Test your remedy knowledge with the MKSAP challenge, in union with the American College of Physicians.
A 25-year-decayed woman is evaluated for redness that developed throughout her right leg at the site of a mosquito bite. She is otherwise healthy and takes no medications.
On material examination, temperature is 37.2 °C (99.0 °F), descendants pressure is 120/70 mm Hg, beating rate is 70/min, and respiration rate is 14/min. There is every erythematous 3 × 3-cm patch on the right thigh. The sunken space adjoining the basement is warm to the touch with no evidence of purulence, fluctuance, crepitus, or lymphadenopathy.
Which of the following is the ut~ appropriate empiric outpatient therapy?
MKSAP Answer and Critique
The amend answer is A: Cephalexin.
This uncomplaining has nonpurulent cellulitis that is greatest in number likely caused by β-hemolytic streptococci, and experimental outpatient treatment with a β-lactam cause such as cephalexin or dicloxacillin is recommended. Cellulitis is a bacterial pelt infection involving the dermis and subcutaneous tissues. This bane is most frequently associated with dermatologic stipulations involving breaks in the skin, similar as eczema, tinea pedis, or chronic skin ulcers, and conditions leading to chronic lymphedema, such as mastectomy and lymph excrescence dissections or saphenous vein grafts used in bypass surgery. Cellulitis should subsist suspected in patients with the distressing onset of spreading erythema, edema, trouble or tenderness, and warmth. Fever, for all that common, is not uniformly present. Patients by severe disease may have associated systemic toxicity. The principally common pathogens are Staphylococcus aureus and the β-hemolytic streptococci, especially assign places to A β-hemolytic streptococci (GABHS). GABHS is most often associated with nonpurulent cellulitis, while on the contrary S. aureus may cause concomitant abscesses, furuncles, carbuncles, and bullous impetigo.

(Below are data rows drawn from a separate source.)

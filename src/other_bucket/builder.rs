//! Builds the `filters` aggregation that counts, for every branch of a terms
//! aggregation's results, the documents that fell outside its top-N buckets.

use crate::elasticsearch::response::{sum_other_doc_count, Buckets};
use crate::other_bucket::path_key::PathKey;
use crate::other_bucket::reader::AggPath;
use crate::other_bucket::sampling::{wrap_request, SamplingOptions};
use crate::other_bucket::walker::{walk, PathStep};
use crate::other_bucket::{MISSING_BUCKET_KEY, OTHER_BUCKET_KEY, OTHER_FILTER_AGG_NAME};
use crate::query_dsl::bool_query::BoolQuery;
use crate::query_dsl::field_exists::build_exists_filter;
use crate::query_dsl::phrase::filter_builder_for;
use crate::query_dsl::{build_query_from_filters, Filter};
use indexmap::IndexMap;
use serde_json::*;
use tracing::{debug, warn};

/// The `bool` query selecting one branch's leftover documents.
#[derive(Debug, Clone, PartialEq)]
pub struct OtherClause {
    pub query: BoolQuery,
    /// Bucket keys `query` excludes, in response order.
    pub excluded_keys: Vec<Value>,
}

#[derive(Debug, Clone, PartialEq)]
pub struct OtherBucketRequest {
    clauses: IndexMap<PathKey, OtherClause>,
    aggs: Option<Map<String, Value>>,
    sampling: Option<SamplingOptions>,
}

impl OtherBucketRequest {
    pub fn clauses(&self) -> &IndexMap<PathKey, OtherClause> {
        &self.clauses
    }

    pub fn clause(&self, key: &str) -> Option<&OtherClause> {
        self.clauses.get(key)
    }

    /// The `aggs` object of the secondary search request.
    pub fn to_dsl(&self) -> Value {
        let mut filters = Map::new();
        for (key, clause) in &self.clauses {
            filters.insert(key.to_string(), clause.query.to_dsl());
        }

        let mut other_filter = json! {
            {
                "filters": {
                    "filters": filters
                }
            }
        };
        if let Some(aggs) = &self.aggs {
            other_filter["aggs"] = Value::Object(aggs.clone());
        }

        let mut request = Map::new();
        request.insert(OTHER_FILTER_AGG_NAME.to_string(), other_filter);
        Value::Object(wrap_request(request, self.sampling.as_ref()))
    }
}

#[derive(Debug, Clone, PartialEq)]
pub enum OtherBucketBuild {
    Request(OtherBucketRequest),
    /// No branch of the response has buckets for the aggregation.
    NoBuckets,
    /// Every branch already returned all of its terms.
    Exhaustive,
    /// The aggregation doesn't ask for an other bucket.
    Disabled,
}

impl OtherBucketBuild {
    pub fn into_request(self) -> Option<OtherBucketRequest> {
        match self {
            OtherBucketBuild::Request(request) => Some(request),
            _ => None,
        }
    }

    pub fn is_needed(&self) -> bool {
        matches!(self, OtherBucketBuild::Request(_))
    }
}

pub(crate) fn build_request(
    path: &AggPath,
    root: &Value,
    aggs: Option<Map<String, Value>>,
    sampling: Option<SamplingOptions>,
) -> OtherBucketBuild {
    let field = &path.terms.field;
    let builder = filter_builder_for(field);
    let mut clauses = IndexMap::new();
    let mut exhaustive = true;

    walk(root, &path.ancestors, &path.target.id, |steps, key, agg| {
        let Some(agg) = agg else {
            debug!(agg_id = %path.target.id, path = %key, "branch has no results");
            return;
        };
        let Some(buckets) = Buckets::of(agg).filter(|buckets| !buckets.is_empty()) else {
            debug!(agg_id = %path.target.id, path = %key, "branch has no buckets");
            return;
        };
        if sum_other_doc_count(agg) > 0 {
            exhaustive = false;
        }

        let entries = buckets.entries();
        let has_missing_bucket = entries.iter().any(|(key, _)| is_missing_key(key));

        let mut filters = steps.iter().flat_map(ancestor_filters).collect::<Vec<_>>();
        if !field.scripted && (!path.terms.missing_bucket || has_missing_bucket) {
            filters.push(build_exists_filter(field));
        }

        let mut excluded_keys = Vec::new();
        for (bucket_key, bucket) in entries {
            if is_missing_key(&bucket_key) || is_merged_other(&bucket_key, bucket) {
                continue;
            }
            filters.push(builder.phrase_filter(field, &bucket_key).negated());
            excluded_keys.push(bucket_key);
        }

        clauses.insert(
            key.clone(),
            OtherClause {
                query: build_query_from_filters(&filters),
                excluded_keys,
            },
        );
    });

    if clauses.is_empty() {
        OtherBucketBuild::NoBuckets
    } else if exhaustive {
        OtherBucketBuild::Exhaustive
    } else {
        OtherBucketBuild::Request(OtherBucketRequest {
            clauses,
            aggs,
            sampling,
        })
    }
}

/// The filters restricting documents to the ancestor bucket `step`.
fn ancestor_filters(step: &PathStep) -> Vec<Filter> {
    if let Some(filters) = &step.filters {
        match from_value::<Vec<Filter>>(filters.clone()) {
            Ok(filters) => return filters,
            Err(e) => {
                warn!(agg_id = %step.config.id, error = %e, "ignoring unreadable bucket filters")
            }
        }
    }

    match step.config.create_filter(&step.key) {
        Some(filter) => vec![filter],
        None => {
            warn!(agg_id = %step.config.id, key = %step.key, "no filter for ancestor bucket");
            Vec::new()
        }
    }
}

pub(crate) fn is_missing_key(key: &Value) -> bool {
    key.as_str() == Some(MISSING_BUCKET_KEY)
}

/// A bucket appended by an earlier merge rather than returned by the search.
fn is_merged_other(key: &Value, bucket: &Value) -> bool {
    key.as_str() == Some(OTHER_BUCKET_KEY) && bucket.get("filters").is_some()
}

#[cfg(test)]
mod tests {
    use crate::other_bucket::builder::*;
    use crate::other_bucket::path_key::PathKey;
    use crate::other_bucket::reader::read_agg_path;
    use crate::testing::*;
    use indexmap::IndexMap;
    use serde_json::json;

    #[test]
    fn test_skips_missing_and_merged_buckets() {
        let configs = single_term();
        let path = read_agg_path(&configs, "1").expect("failed to read path");
        let response = json! {
            {
                "1": {
                    "sum_other_doc_count": 4,
                    "buckets": [
                        { "key": "ios", "doc_count": 2 },
                        { "key": "__missing__", "doc_count": 1 },
                        { "key": "__other__", "doc_count": 4, "filters": [] }
                    ]
                }
            }
        };

        let request = build_request(&path, &response, None, None)
            .into_request()
            .expect("expected a request");
        let clause = request.clause(&PathKey::root().to_string()).expect("no root clause");

        assert_eq!(clause.excluded_keys, vec![json!("ios")]);
        assert_eq!(
            clause.query.to_dsl(),
            json! {
                {
                    "bool": {
                        "must": [],
                        "filter": [{ "exists": { "field": "machine.os.raw" } }],
                        "should": [],
                        "must_not": [{ "match_phrase": { "machine.os.raw": "ios" } }]
                    }
                }
            }
        );
    }

    #[test]
    fn test_missing_bucket_without_missing_result_skips_exists() {
        let configs = single_term();
        let path = read_agg_path(&configs, "1").expect("failed to read path");
        let response = json! {
            {
                "1": {
                    "sum_other_doc_count": 4,
                    "buckets": [{ "key": "ios", "doc_count": 2 }]
                }
            }
        };

        let request = build_request(&path, &response, None, None)
            .into_request()
            .expect("expected a request");
        let dsl = request.clause(PathKey::root().as_str()).expect("no root clause").query.to_dsl();
        assert_eq!(dsl["bool"]["filter"], json!([]));
    }

    #[test]
    fn test_unreadable_ancestor_filters_fall_back_to_key() {
        let configs = nested_term();
        let path = read_agg_path(&configs, "2").expect("failed to read path");
        let response = json! {
            {
                "1": {
                    "buckets": [
                        {
                            "key": "US",
                            "filters": "not a list",
                            "2": {
                                "sum_other_doc_count": 1,
                                "buckets": [{ "key": "ios", "doc_count": 1 }]
                            }
                        }
                    ]
                }
            }
        };

        let request = build_request(&path, &response, None, None)
            .into_request()
            .expect("expected a request");
        let dsl = request
            .clause(PathKey::from_keys(["US"]).as_str())
            .expect("no clause")
            .query
            .to_dsl();
        assert_eq!(dsl["bool"]["filter"][0], json!({ "match_phrase": { "geo.src": "US" } }));
    }

    #[test]
    fn test_request_dsl_carries_children() {
        let configs = single_term();
        let path = read_agg_path(&configs, "1").expect("failed to read path");
        let response = single_term_response();
        let children = json!({ "3": { "sum": { "field": "bytes" } } });

        let request = build_request(
            &path,
            &response["aggregations"],
            children.as_object().cloned(),
            None,
        )
        .into_request()
        .expect("expected a request");

        assert_eq!(request.to_dsl()["other-filter"]["aggs"], children);
    }

    #[test]
    fn test_build_outcomes() {
        assert!(OtherBucketBuild::Request(OtherBucketRequest {
            clauses: IndexMap::new(),
            aggs: None,
            sampling: None,
        })
        .is_needed());
        assert!(!OtherBucketBuild::Exhaustive.is_needed());
        assert_eq!(OtherBucketBuild::NoBuckets.into_request(), None);
    }
}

Doxycycline and trimethoprim-sulfamethoxazole be under the necessity activity against community-associated methicillin-resistant S. aureus however are not reliably effective against β-hemolytic streptococci.
Fluconazole is each antifungal agent. Fungi do not usually account cellulitis in young, healthy persons, end fungal infection should be considered in immunocompromised patients.
Metronidazole is ~y antimicrobial agent used to treat some anaerobic bacterial and protozoal infections. Although metronidazole is assiduous against some microaerophilic bacteria, it is not efficient for treatment of β-hemolytic streptococci.
Outpatients by nonpurulent cellulitis should be treated empirically by a β-lactam agent such in the same manner with cephalexin or dicloxacillin that is nimble against β-hemolytic streptococci.